ACTIVITY - Repeat exactly the line containing "fn print_json(value: &Value)" and every line after it in the entries, and nothing besides.

GIVEN RECORDS -
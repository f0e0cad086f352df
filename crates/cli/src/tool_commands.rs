use {
    anyhow::{Context, Result},
    projector_config::ProjectorConfig,
    projector_tools::{AgentTool, ProjectorContext, status::StatusTool, welcome_prompt},
    serde_json::{Value, json},
};

use crate::Commands;

pub async fn handle(command: Commands, config: &ProjectorConfig) -> Result<()> {
    match command {
        Commands::Status => {
            let out = StatusTool::new(&config.server.name)
                .execute(json!({}))
                .await?;
            print_json(&out)
        },
        Commands::Welcome => {
            println!("{}", welcome_prompt(&config.server.name));
            Ok(())
        },
        command => {
            let registry = ProjectorContext::from_config(config)?.registry();
            let (tool, params) = match command {
                Commands::Find { keywords } => ("find_projects".to_string(), json!({
                    "keywords": keywords
                })),
                Commands::NewFolder => ("create_new_project_folder".to_string(), json!({})),
                Commands::Readme {
                    folder,
                    title,
                    keywords,
                } => ("create_readme_in_folder".to_string(), json!({
                    "folder_path": folder.to_string_lossy(),
                    "title": title,
                    "keywords": keywords,
                })),
                Commands::Tools => return print_json(&Value::Array(registry.list_schemas())),
                Commands::Call { tool, params } => {
                    let params: Value = serde_json::from_str(&params)
                        .with_context(|| format!("invalid JSON for --params: {params}"))?;
                    (tool, params)
                },
                Commands::Status | Commands::Welcome | Commands::Config { .. } => {
                    anyhow::bail!("command does not dispatch to a tool")
                },
            };
            let out = registry.call(&tool, params).await?;
            print_json(&out)
        },
    }
}

fn print_json(value: &Value) -> Result<()> {
    println!("{}", serde_json::to_string_pretty(value)?);
    Ok(())
}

EXPECTED ANSWER -
fn print_json(value: &Value) -> Result<()> {
    println!("{}", serde_json::to_string_pretty(value)?);
    Ok(())
}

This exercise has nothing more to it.